YOUR OBJECTIVE: Lines below starting with the line with "#[derive(Clone, Debug, Eq, PartialEq)]" and going on through the line with "the bulk import" must be output exactly; the rest of the records must be left out.

LISTED RECORDS:

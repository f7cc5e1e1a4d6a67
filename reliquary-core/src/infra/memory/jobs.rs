use std::time::Duration;

use async_trait::async_trait;
use chrono::{TimeDelta, Utc};
use tokio::sync::Mutex;
use tracing::debug;

use crate::error::Result;
use crate::jobs::{DispatchStatus, JobDispatcher, JobHandle, JobId, JobPayload, JobRecord, JobState};
use crate::ports::JobQueue;

/// Upper bound on [`InMemoryJobQueue::drain`] rounds; jobs may enqueue
/// more jobs.
const MAX_DRAIN_ROUNDS: usize = 64;

/// Job queue held in memory. A payload whose dedupe key matches a pending
/// job is merged into it.
#[derive(Debug, Default)]
pub struct InMemoryJobQueue {
    jobs: Mutex<Vec<JobRecord>>,
}

impl InMemoryJobQueue {
    pub fn new() -> Self {
        Self::default()
    }

    pub async fn pending(&self) -> Vec<JobRecord> {
        self.jobs
            .lock()
            .await
            .iter()
            .filter(|job| job.is_pending())
            .cloned()
            .collect()
    }

    pub async fn pending_payloads(&self) -> Vec<JobPayload> {
        self.pending()
            .await
            .into_iter()
            .map(|job| job.payload)
            .collect()
    }

    pub async fn dead_letters(&self) -> Vec<JobRecord> {
        self.jobs
            .lock()
            .await
            .iter()
            .filter(|job| job.state == JobState::DeadLetter)
            .cloned()
            .collect()
    }

    /// Pending jobs whose backoff has elapsed, oldest first.
    pub async fn ready(&self) -> Vec<JobRecord> {
        let now = Utc::now();
        self.jobs
            .lock()
            .await
            .iter()
            .filter(|job| job.is_pending() && job.available_at <= now)
            .cloned()
            .collect()
    }

    /// Apply a dispatch outcome to the job.
    pub async fn complete(&self, id: JobId, status: &DispatchStatus) {
        let mut jobs = self.jobs.lock().await;
        let Some(job) = jobs.iter_mut().find(|job| job.id == id) else {
            return;
        };
        let now = Utc::now();
        job.updated_at = now;
        match status {
            DispatchStatus::Success => job.state = JobState::Completed,
            DispatchStatus::Retry { delay, error } => {
                job.attempts += 1;
                job.state = JobState::Deferred;
                job.last_error = Some(error.clone());
                job.available_at = now + TimeDelta::from_std(*delay).unwrap_or(TimeDelta::zero());
            }
            DispatchStatus::DeadLetter { error } => {
                job.attempts += 1;
                job.state = JobState::DeadLetter;
                job.last_error = Some(error.clone());
            }
        }
    }

    /// Run ready jobs through `dispatcher` until none are left.
    pub async fn drain(&self, dispatcher: &dyn JobDispatcher) -> Vec<(JobRecord, DispatchStatus)> {
        let mut outcomes = Vec::new();
        for _ in 0..MAX_DRAIN_ROUNDS {
            let ready = self.ready().await;
            if ready.is_empty() {
                break;
            }
            for job in ready {
                let status = dispatcher.dispatch(&job).await;
                self.complete(job.id, &status).await;
                outcomes.push((job, status));
            }
            tokio::time::sleep(Duration::from_millis(1)).await;
        }
        outcomes
    }
}

#[async_trait]
impl JobQueue for InMemoryJobQueue {
    async fn enqueue(&self, payload: JobPayload) -> Result<JobHandle> {
        let mut jobs = self.jobs.lock().await;
        let key = payload.dedupe_key();
        if let Some(existing) = jobs
            .iter()
            .find(|job| job.is_pending() && job.dedupe_key == key)
        {
            debug!(target: "reliquary::jobs", job_id = %existing.id, dedupe_key = %key, "merged duplicate job");
            return Ok(JobHandle::merged(existing.id, &payload));
        }
        let record = JobRecord::new(payload);
        let handle = JobHandle::accepted(record.id, &record.payload);
        jobs.push(record);
        Ok(handle)
    }
}

#[cfg(test)]
mod tests {
    use super::*;
    use reliquary_model::ResourceId;

    #[tokio::test]
    async fn duplicate_pending_payloads_are_merged() {
        let queue = InMemoryJobQueue::new();
        let asset_id = ResourceId::new();
        let first = queue
            .enqueue(JobPayload::GenerateDerivatives { asset_id })
            .await
            .unwrap();
        let second = queue
            .enqueue(JobPayload::GenerateDerivatives { asset_id })
            .await
            .unwrap();
        assert!(first.accepted);
        assert_eq!(second.merged_into, Some(first.job_id));
        assert_eq!(queue.pending().await.len(), 1);

        queue.complete(first.job_id, &DispatchStatus::Success).await;
        let third = queue
            .enqueue(JobPayload::GenerateDerivatives { asset_id })
            .await
            .unwrap();
        assert!(third.accepted);
    }
}
//! Structural checks run before an import mutates anything.

use std::collections::BTreeMap;

use reliquary_model::item::ARK_PREFIX;
use reliquary_model::{
    Asset, AssetsDescription, ImportAction, ImportJobDescription, Item, ResourceId,
    ViewingDirection, ViewingHint,
};
use tracing::error;

use crate::collaborators::Collaborators;
use crate::error::{Failure, FailureCode};

/// What validation learned about the target of an import.
#[derive(Debug, Clone, Default)]
pub struct ValidatedImport {
    pub existing_item: Option<Item>,
    /// Current member assets keyed by original filename.
    pub existing_assets: BTreeMap<String, Asset>,
}

/// Collects every problem with a description before reporting, so an
/// operator can fix them in one pass.
#[derive(Debug)]
pub(crate) struct ImportValidator<'a> {
    collaborators: &'a Collaborators,
}

impl<'a> ImportValidator<'a> {
    pub(crate) fn new(collaborators: &'a Collaborators) -> Self {
        Self { collaborators }
    }

    pub(crate) async fn validate(
        &self,
        description: &ImportJobDescription,
    ) -> Result<ValidatedImport, Failure> {
        let mut errors = Vec::new();

        if is_blank(description.imported_by.as_deref()) {
            errors.push("imported_by can't be blank".to_string());
        }
        if let Some(direction) = &description.viewing_direction
            && direction.parse::<ViewingDirection>().is_err()
        {
            errors.push(format!("viewing_direction is not included in the list: {direction}"));
        }
        if let Some(hint) = &description.viewing_hint
            && hint.parse::<ViewingHint>().is_err()
        {
            errors.push(format!("viewing_hint is not included in the list: {hint}"));
        }

        let validated = match description.action {
            ImportAction::Create => {
                self.check_create(description, &mut errors).await?;
                ValidatedImport::default()
            }
            ImportAction::Update => self.check_update(description, &mut errors).await?,
        };

        if let Some(assets) = &description.assets {
            self.check_assets(assets, &validated, &mut errors).await?;
        }

        if errors.is_empty() {
            Ok(validated)
        } else {
            let mut failure = Failure::new(FailureCode::InvalidImport);
            failure.details = errors;
            Err(failure)
        }
    }

    async fn check_create(
        &self,
        description: &ImportJobDescription,
        errors: &mut Vec<String>,
    ) -> Result<(), Failure> {
        if is_blank(description.human_readable_name.as_deref()) {
            errors.push("human_readable_name can't be blank".to_string());
        }
        if description.metadata.is_empty() {
            errors.push("metadata can't be blank".to_string());
        }
        if description.assets.as_ref().is_none_or(AssetsDescription::is_empty) {
            errors.push("assets can't be blank".to_string());
        }

        let Some(identifier) = description.unique_identifier.as_deref().map(str::trim) else {
            return Ok(());
        };
        if !identifier.starts_with(ARK_PREFIX) {
            errors.push(format!(
                "unique_identifier must be an ark identifier starting with {ARK_PREFIX}"
            ));
            return Ok(());
        }

        let assigned = self
            .collaborators
            .repository
            .find_items_by_unique_identifier(identifier)
            .await
            .map_err(|err| Failure::from_core(FailureCode::ErrorLoadingResource, err))?;
        if !assigned.is_empty() {
            errors.push(format!(
                "unique_identifier {identifier} is already assigned to an item"
            ));
        }

        let minted = self
            .collaborators
            .identifiers
            .exists(identifier)
            .await
            .map_err(|err| Failure::from_core(FailureCode::ErrorResolvingIdentifier, err))?;
        if !minted {
            errors.push(format!("unique_identifier {identifier} has not been minted"));
        }
        Ok(())
    }

    async fn check_update(
        &self,
        description: &ImportJobDescription,
        errors: &mut Vec<String>,
    ) -> Result<ValidatedImport, Failure> {
        let Some(identifier) = description
            .unique_identifier
            .as_deref()
            .map(str::trim)
            .filter(|id| !id.is_empty())
        else {
            errors.push("unique_identifier can't be blank".to_string());
            return Ok(ValidatedImport::default());
        };

        let mut items = self
            .collaborators
            .repository
            .find_items_by_unique_identifier(identifier)
            .await
            .map_err(|err| Failure::from_core(FailureCode::ErrorLoadingResource, err))?;

        let item = match items.len() {
            0 => {
                errors.push(format!("unique_identifier {identifier} does not belong to an item"));
                return Ok(ValidatedImport::default());
            }
            1 => items.remove(0),
            count => {
                error!(
                    target: "reliquary::import",
                    unique_identifier = %identifier,
                    count,
                    "identifier is assigned to more than one item"
                );
                errors.push(format!(
                    "unique_identifier {identifier} is assigned to {count} items"
                ));
                return Ok(ValidatedImport::default());
            }
        };

        let members = self
            .collaborators
            .repository
            .find_many(&item.asset_ids)
            .await
            .map_err(|err| Failure::from_core(FailureCode::ErrorLoadingResource, err))?;
        let mut existing_assets: BTreeMap<String, Asset> = BTreeMap::new();
        let mut shared: BTreeMap<String, Vec<ResourceId>> = BTreeMap::new();
        for asset in members.iter().filter_map(|record| record.as_asset()) {
            let Some(filename) = asset.original_filename.clone() else {
                errors.push(format!("existing asset {} has no filename", asset.id));
                continue;
            };
            if let Some(first) = existing_assets.get(&filename) {
                shared
                    .entry(filename)
                    .or_insert_with(|| vec![first.id])
                    .push(asset.id);
                continue;
            }
            existing_assets.insert(filename, asset.clone());
        }
        for (filename, ids) in &shared {
            let ids: Vec<String> = ids.iter().map(ToString::to_string).collect();
            errors.push(format!(
                "existing assets share the filename {filename}: {}",
                ids.join(", ")
            ));
        }
        let found: Vec<ResourceId> = members.iter().map(|record| record.id()).collect();
        for id in item.asset_ids.iter().filter(|id| !found.contains(id)) {
            errors.push(format!("existing asset {id} not found"));
        }

        Ok(ValidatedImport {
            existing_item: Some(item),
            existing_assets,
        })
    }

    async fn check_assets(
        &self,
        assets: &AssetsDescription,
        validated: &ValidatedImport,
        errors: &mut Vec<String>,
    ) -> Result<(), Failure> {
        let storage = assets.storage.trim();
        if storage.is_empty() {
            errors.push("assets.storage can't be blank".to_string());
        }

        let duplicates = assets.duplicate_filenames();
        if !duplicates.is_empty() {
            errors.push(format!("duplicate filenames: {}", duplicates.join(", ")));
        }

        if validated.existing_item.is_some() {
            let declared = assets.filenames();
            let missing: Vec<&str> = validated
                .existing_assets
                .keys()
                .map(String::as_str)
                .filter(|filename| !declared.contains(filename))
                .collect();
            if !missing.is_empty() {
                errors.push(format!(
                    "assets missing from import, all existing assets must be listed: {}",
                    missing.join(", ")
                ));
            }
        }

        for entry in assets.entries_by_filename() {
            let filename = entry.filename.trim();
            if filename.is_empty() {
                errors.push("assets contain an entry without a filename".to_string());
                continue;
            }
            if storage.is_empty() || validated.existing_assets.contains_key(filename) {
                continue;
            }
            let present = self
                .collaborators
                .staging
                .exists(storage, filename)
                .await
                .map_err(|err| Failure::from_core(FailureCode::ErrorReadingFile, err))?;
            if !present {
                errors.push(format!("file not found in {storage}: {filename}"));
            }
        }
        Ok(())
    }
}

fn is_blank(value: Option<&str>) -> bool {
    value.is_none_or(|v| v.trim().is_empty())
}
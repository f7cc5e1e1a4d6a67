use std::fmt;
use std::sync::Arc;
use std::time::Duration;

use async_trait::async_trait;
use tracing::{Instrument, debug, debug_span, info, warn};

use crate::config::RetryConfig;
use crate::error::{Failure, FailureCode};
use crate::import::BulkImportService;
use crate::jobs::job::{JobPayload, JobRecord};
use crate::transactions::ResourceTransactions;

/// Outcome of running a single job.
#[derive(Clone, Debug, Eq, PartialEq)]
pub enum DispatchStatus {
    Success,
    Retry { delay: Duration, error: String },
    DeadLetter { error: String },
}

impl DispatchStatus {
    pub fn needs_retry(&self) -> bool {
        matches!(self, DispatchStatus::Retry { .. })
    }
}

/// Contract exposed to worker loops for executing dequeued jobs.
#[async_trait]
pub trait JobDispatcher: Send + Sync {
    async fn dispatch(&self, job: &JobRecord) -> DispatchStatus;
}

/// Routes job payloads to the transaction registry and the bulk import
/// service, and maps their outcomes onto the retry policy.
pub struct JobRunner {
    transactions: Arc<ResourceTransactions>,
    imports: Arc<BulkImportService>,
    retry: RetryConfig,
}

impl fmt::Debug for JobRunner {
    fn fmt(&self, f: &mut fmt::Formatter<'_>) -> fmt::Result {
        f.debug_struct("JobRunner")
            .field("transactions", &"ResourceTransactions")
            .field("imports", &"BulkImportService")
            .field("retry", &self.retry)
            .finish()
    }
}

impl JobRunner {
    pub fn new(
        transactions: Arc<ResourceTransactions>,
        imports: Arc<BulkImportService>,
        retry: RetryConfig,
    ) -> Self {
        Self {
            transactions,
            imports,
            retry,
        }
    }

    pub async fn run(&self, job: &JobRecord) -> DispatchStatus {
        let span = debug_span!(
            target: "reliquary::jobs",
            "job",
            job_id = %job.id,
            kind = %job.payload.kind(),
            attempt = job.attempts + 1
        );
        self.execute(job).instrument(span).await
    }

    async fn execute(&self, job: &JobRecord) -> DispatchStatus {
        let outcome = match &job.payload {
            JobPayload::GenerateDerivatives { asset_id } => self
                .transactions
                .generate_derivatives(*asset_id, None)
                .await
                .map(drop),
            JobPayload::PreservationBackup { asset_id } => {
                match self.transactions.preservation_backup(*asset_id, None).await {
                    Err(failure) if failure.code == FailureCode::FileBackupAlreadyPresent => {
                        info!(
                            target: "reliquary::jobs",
                            asset_id = %asset_id,
                            "backup already present; nothing to do"
                        );
                        Ok(())
                    }
                    other => other.map(drop),
                }
            }
            JobPayload::DeleteAsset {
                asset_id,
                deleted_by,
            } => self
                .transactions
                .delete_asset(*asset_id, deleted_by.clone())
                .await
                .map(drop),
            JobPayload::GenerateItemDerivatives { item_id } => self
                .transactions
                .generate_item_derivatives(*item_id, None)
                .await
                .map(drop),
            JobPayload::ProcessBulkImport { import_id } => {
                return match self.imports.run(*import_id).await {
                    Ok(record) => {
                        debug!(
                            target: "reliquary::jobs",
                            import_id = %import_id,
                            state = %record.state,
                            "bulk import settled"
                        );
                        DispatchStatus::Success
                    }
                    Err(err) if err.is_transient() => self.retry_or_dead_letter(job, err.to_string()),
                    Err(err) => {
                        let error = err.to_string();
                        warn!(target: "reliquary::jobs", error = %error, "dead-lettering bulk import job");
                        DispatchStatus::DeadLetter { error }
                    }
                };
            }
        };

        match outcome {
            Ok(()) => DispatchStatus::Success,
            Err(failure) if failure.code == FailureCode::ResourceNotFound => {
                info!(
                    target: "reliquary::jobs",
                    error = %failure,
                    "job target no longer exists; completing"
                );
                DispatchStatus::Success
            }
            Err(failure) => self.handle_failure(job, &failure),
        }
    }

    fn handle_failure(&self, job: &JobRecord, failure: &Failure) -> DispatchStatus {
        let error = failure.message();
        if failure.is_retryable() {
            return self.retry_or_dead_letter(job, error);
        }
        warn!(
            target: "reliquary::jobs",
            code = %failure.code,
            class = ?failure.class(),
            error = %error,
            "dead-lettering job due to terminal failure"
        );
        DispatchStatus::DeadLetter { error }
    }

    fn retry_or_dead_letter(&self, job: &JobRecord, error: String) -> DispatchStatus {
        let attempt = job.attempts.saturating_add(1);
        if attempt >= self.retry.max_attempts {
            warn!(
                target: "reliquary::jobs",
                attempts = attempt,
                error = %error,
                "dead-lettering job after exhausting retries"
            );
            return DispatchStatus::DeadLetter { error };
        }
        let delay = self.retry.backoff_for(attempt);
        warn!(
            target: "reliquary::jobs",
            attempt,
            delay_ms = delay.as_millis() as u64,
            error = %error,
            "retrying job after transient failure"
        );
        DispatchStatus::Retry { delay, error }
    }
}

#[async_trait]
impl JobDispatcher for JobRunner {
    async fn dispatch(&self, job: &JobRecord) -> DispatchStatus {
        self.run(job).await
    }
}
//! Steps specific to asset transactions.

use std::fmt;
use std::path::PathBuf;
use std::sync::Arc;

use async_trait::async_trait;
use chrono::Utc;
use reliquary_model::{
    Asset, AssetField, DerivativeRecord, Item, PreservationEvent, PreservationEventType, Resource,
};
use tracing::{debug, error, warn};

use crate::change_set::ChangeSet;
use crate::config::DerivativeConfig;
use crate::error::{CoreError, Failure, FailureCode, Result};
use crate::jobs::JobPayload;
use crate::ports::{
    BlobStore, Characterizer, DerivativeGenerator, JobQueue, RepositoryStore, ScanVerdict,
    VirusScanner, sha256_hex,
};
use crate::state::AssetState;
use crate::steps::files::delete_all;
use crate::transaction::{AroundStep, Next, SideEffect, Step, StepResult};

/// Label of the preservation file in the primary blob store.
pub const PRESERVATION_LABEL: &str = "preservation";
/// Label of the backup copy in the backup blob store.
pub const BACKUP_LABEL: &str = "preservation_backup";

/// Scan an incoming file before anything is stored.
pub struct VirusCheck {
    scanner: Arc<dyn VirusScanner>,
    max_bytes: u64,
}

impl fmt::Debug for VirusCheck {
    fn fmt(&self, f: &mut fmt::Formatter<'_>) -> fmt::Result {
        f.debug_struct("VirusCheck")
            .field("max_bytes", &self.max_bytes)
            .finish_non_exhaustive()
    }
}

impl VirusCheck {
    pub fn new(scanner: Arc<dyn VirusScanner>, max_bytes: u64) -> Self {
        Self { scanner, max_bytes }
    }
}

#[async_trait]
impl Step<AssetState> for VirusCheck {
    fn name(&self) -> &'static str {
        "virus_check"
    }

    async fn call(&self, mut state: AssetState) -> StepResult<AssetState> {
        let Some(file) = state.work.file.as_ref() else {
            return Ok(state);
        };
        let implementer = state.updated_by.clone().unwrap_or_default();

        let size = file.content.len() as u64;
        if size > self.max_bytes {
            warn!(
                target: "reliquary::transaction",
                filename = %file.original_filename,
                size,
                "file exceeds virus scan limit, not scanned"
            );
            state.work.preceding_events.push(PreservationEvent::warning(
                PreservationEventType::VirusCheck,
                implementer,
                format!(
                    "File not scanned: {size} bytes exceeds the {} byte scan limit",
                    self.max_bytes
                ),
            ));
            return Ok(state);
        }

        let verdict = self
            .scanner
            .scan(&file.content)
            .await
            .map_err(|err| Failure::from_core(FailureCode::ErrorScanningFile, err))?;
        match verdict {
            ScanVerdict::Clean => {
                state.work.preceding_events.push(PreservationEvent::success(
                    PreservationEventType::VirusCheck,
                    implementer,
                    "File scanned, no virus found",
                ));
                Ok(state)
            }
            ScanVerdict::Infected { signature } => Err(Failure::new(FailureCode::VirusDetected)
                .with_detail(format!(
                    "{} is infected: {signature}",
                    file.original_filename
                ))),
        }
    }
}
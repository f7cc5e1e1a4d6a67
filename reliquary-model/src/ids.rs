use std::fmt;

use uuid::Uuid;

/// Identifier shared by every resource kept in the repository store.
///
/// Items and assets live in one id space so that a lookup by id can fail
/// with "wrong kind" rather than silently resolving to another table.
#[derive(Debug, Clone, Copy, PartialEq, Eq, PartialOrd, Ord, Hash)]
#[cfg_attr(feature = "serde", derive(serde::Serialize, serde::Deserialize))]
#[cfg_attr(feature = "serde", serde(transparent))]
pub struct ResourceId(pub Uuid);

impl Default for ResourceId {
    fn default() -> Self {
        Self::new()
    }
}

impl ResourceId {
    pub fn new() -> Self {
        ResourceId(Uuid::now_v7())
    }

    pub fn as_uuid(&self) -> &Uuid {
        &self.0
    }

    pub fn to_uuid(&self) -> Uuid {
        self.0
    }
}

impl AsRef<Uuid> for ResourceId {
    fn as_ref(&self) -> &Uuid {
        &self.0
    }
}

impl From<Uuid> for ResourceId {
    fn from(value: Uuid) -> Self {
        ResourceId(value)
    }
}

impl fmt::Display for ResourceId {
    fn fmt(&self, f: &mut fmt::Formatter<'_>) -> fmt::Result {
        write!(f, "{}", self.0)
    }
}

/// Opaque handle returned by a blob store upload.
#[derive(Debug, Clone, PartialEq, Eq, PartialOrd, Ord, Hash)]
#[cfg_attr(feature = "serde", derive(serde::Serialize, serde::Deserialize))]
#[cfg_attr(feature = "serde", serde(transparent))]
pub struct BlobId(pub String);

impl BlobId {
    pub fn new(value: impl Into<String>) -> Self {
        BlobId(value.into())
    }

    pub fn as_str(&self) -> &str {
        &self.0
    }
}

impl fmt::Display for BlobId {
    fn fmt(&self, f: &mut fmt::Formatter<'_>) -> fmt::Result {
        f.write_str(&self.0)
    }
}

/// Optimistic-lock token. Incremented by the store on every successful save.
#[derive(Debug, Clone, Copy, PartialEq, Eq, PartialOrd, Ord, Hash)]
#[cfg_attr(feature = "serde", derive(serde::Serialize, serde::Deserialize))]
#[cfg_attr(feature = "serde", serde(transparent))]
pub struct LockToken(pub u64);

impl LockToken {
    pub const INITIAL: LockToken = LockToken(1);

    pub fn next(self) -> LockToken {
        LockToken(self.0 + 1)
    }
}

impl fmt::Display for LockToken {
    fn fmt(&self, f: &mut fmt::Formatter<'_>) -> fmt::Result {
        write!(f, "v{}", self.0)
    }
}

/// Identifier of a bulk import ledger entry.
#[derive(Debug, Clone, Copy, PartialEq, Eq, PartialOrd, Ord, Hash)]
#[cfg_attr(feature = "serde", derive(serde::Serialize, serde::Deserialize))]
#[cfg_attr(feature = "serde", serde(transparent))]
pub struct ImportId(pub Uuid);

impl Default for ImportId {
    fn default() -> Self {
        Self::new()
    }
}

impl ImportId {
    pub fn new() -> Self {
        ImportId(Uuid::now_v7())
    }
}

impl fmt::Display for ImportId {
    fn fmt(&self, f: &mut fmt::Formatter<'_>) -> fmt::Result {
        write!(f, "{}", self.0)
    }
}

FINAL ANSWER:
#[derive(Clone, Debug, Eq, PartialEq)]
pub enum DispatchStatus {
    Success,
    Retry { delay: Duration, error: String },
    DeadLetter { error: String },
}

impl DispatchStatus {
    pub fn needs_retry(&self) -> bool {
        matches!(self, DispatchStatus::Retry { .. })
    }
}

/// Contract exposed to worker loops for executing dequeued jobs.
#[async_trait]
pub trait JobDispatcher: Send + Sync {
    async fn dispatch(&self, job: &JobRecord) -> DispatchStatus;
}

/// Routes job payloads to the transaction registry and the bulk import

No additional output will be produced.